Source material:
▬▬▬▬▬▬▬▬▬▬

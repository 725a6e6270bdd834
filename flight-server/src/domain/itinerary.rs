//! Itinerary types.
//!
//! An `Itinerary` is a complete or partial trip: one or more flight segments
//! flown back to back, each landing in the city the next one leaves from.

use std::sync::Arc;

use chrono::{DateTime, Duration, Utc};
use serde::{Deserialize, Serialize};

use super::{City, DomainError, Segment, SegmentId};

/// Presentation tag marking the best entries of a result bucket.
#[derive(Debug, Clone, Copy, PartialEq, Eq, Hash, Default, Serialize, Deserialize)]
#[serde(rename_all = "snake_case")]
pub enum Category {
    /// Neither the cheapest nor the fastest
    #[default]
    None,
    /// Shortest total duration in its bucket
    Fastest,
    /// Lowest total price in its bucket
    Cheapest,
    /// Both the cheapest and the fastest
    CheapestAndFastest,
}

/// A sequence of flight segments forming one journey.
///
/// # Invariants
///
/// - At least one leg
/// - The first leg has a known departure
/// - Consecutive legs connect (destination of one = origin of next)
/// - No segment identity repeats
///
/// Connection waits are *not* checked here; the layover window is search
/// policy, not a property of an itinerary.
#[derive(Debug, Clone)]
pub struct Itinerary {
    legs: Vec<Arc<Segment>>,
    departure: DateTime<Utc>,
    total_price: u64,
    category: Category,
}

impl Itinerary {
    /// Constructs an itinerary from legs in flying order.
    ///
    /// # Errors
    ///
    /// Returns `Err` if:
    /// - `legs` is empty
    /// - the first leg has no departure time
    /// - consecutive legs don't connect
    /// - a segment appears more than once
    pub fn new(legs: Vec<Arc<Segment>>) -> Result<Self, DomainError> {
        let first = legs.first().ok_or(DomainError::EmptyItinerary)?;
        let departure = first
            .departure
            .ok_or(DomainError::MissingDeparture(first.id))?;

        for window in legs.windows(2) {
            if window[0].destination != window[1].origin {
                return Err(DomainError::Disconnected {
                    arrives: window[0].destination.clone(),
                    departs: window[1].origin.clone(),
                });
            }
        }

        for (i, leg) in legs.iter().enumerate() {
            if legs[..i].iter().any(|earlier| earlier.id == leg.id) {
                return Err(DomainError::RepeatedSegment(leg.id));
            }
        }

        let total_price = legs.iter().map(|leg| leg.fare()).sum();

        Ok(Itinerary {
            legs,
            departure,
            total_price,
            category: Category::None,
        })
    }

    /// Constructs a one-leg itinerary.
    pub fn single(leg: Arc<Segment>) -> Result<Self, DomainError> {
        Self::new(vec![leg])
    }

    /// Returns a copy of this itinerary with `leg` flown next.
    ///
    /// The caller has already checked that `leg` departs from this
    /// itinerary's destination and is not yet part of it.
    pub(crate) fn extended(&self, leg: Arc<Segment>) -> Self {
        debug_assert_eq!(&leg.origin, self.destination());
        debug_assert!(!self.contains_segment(&leg.id));

        let total_price = self.total_price + leg.fare();
        let mut legs = Vec::with_capacity(self.legs.len() + 1);
        legs.extend(self.legs.iter().cloned());
        legs.push(leg);

        Itinerary {
            legs,
            departure: self.departure,
            total_price,
            category: Category::None,
        }
    }

    /// Returns all legs in order.
    pub fn legs(&self) -> &[Arc<Segment>] {
        &self.legs
    }

    /// Returns the number of legs.
    pub fn leg_count(&self) -> usize {
        self.legs.len()
    }

    /// Returns the number of connections (legs - 1).
    pub fn connection_count(&self) -> usize {
        self.legs.len() - 1
    }

    /// Returns the final leg.
    pub fn last_leg(&self) -> &Segment {
        // Non-empty by construction
        &self.legs[self.legs.len() - 1]
    }

    /// Returns the city the itinerary starts from.
    pub fn origin(&self) -> &City {
        &self.legs[0].origin
    }

    /// Returns the city the itinerary ends in.
    pub fn destination(&self) -> &City {
        &self.last_leg().destination
    }

    /// Returns the departure of the first leg.
    pub fn departure(&self) -> DateTime<Utc> {
        self.departure
    }

    /// Returns the arrival of the last leg.
    pub fn arrival(&self) -> DateTime<Utc> {
        self.last_leg().arrival
    }

    /// Returns last arrival minus first departure.
    pub fn duration(&self) -> Duration {
        self.arrival() - self.departure
    }

    /// Returns the sum of leg fares, unset fares counting as zero.
    pub fn total_price(&self) -> u64 {
        self.total_price
    }

    /// Returns the presentation tag.
    pub fn category(&self) -> Category {
        self.category
    }

    pub(crate) fn set_category(&mut self, category: Category) {
        self.category = category;
    }

    /// Returns true if the segment is one of this itinerary's legs.
    pub fn contains_segment(&self, id: &SegmentId) -> bool {
        self.legs.iter().any(|leg| &leg.id == id)
    }

    /// Returns true if some leg lands in `city`.
    pub fn lands_in(&self, city: &City) -> bool {
        self.legs.iter().any(|leg| &leg.destination == city)
    }

    /// Returns true if this is a single-leg itinerary.
    pub fn is_direct(&self) -> bool {
        self.legs.len() == 1
    }

    /// Returns the wait between each pair of consecutive legs.
    ///
    /// A leg without a departure time yields no wait.
    pub fn connection_waits(&self) -> impl Iterator<Item = Duration> + '_ {
        self.legs
            .windows(2)
            .filter_map(|pair| pair[1].departure.map(|dep| dep - pair[0].arrival))
    }

    /// Returns the segment ids in flying order.
    pub fn segment_ids(&self) -> Vec<SegmentId> {
        self.legs.iter().map(|leg| leg.id).collect()
    }
}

▬▬▬▬▬▬▬▬▬▬

Task instructions: When a line among the entries contains "true", pull that line out.

Result for this task:
    /// Returns true if the segment is one of this itinerary's legs.
    /// Returns true if some leg lands in `city`.
    /// Returns true if this is a single-leg itinerary.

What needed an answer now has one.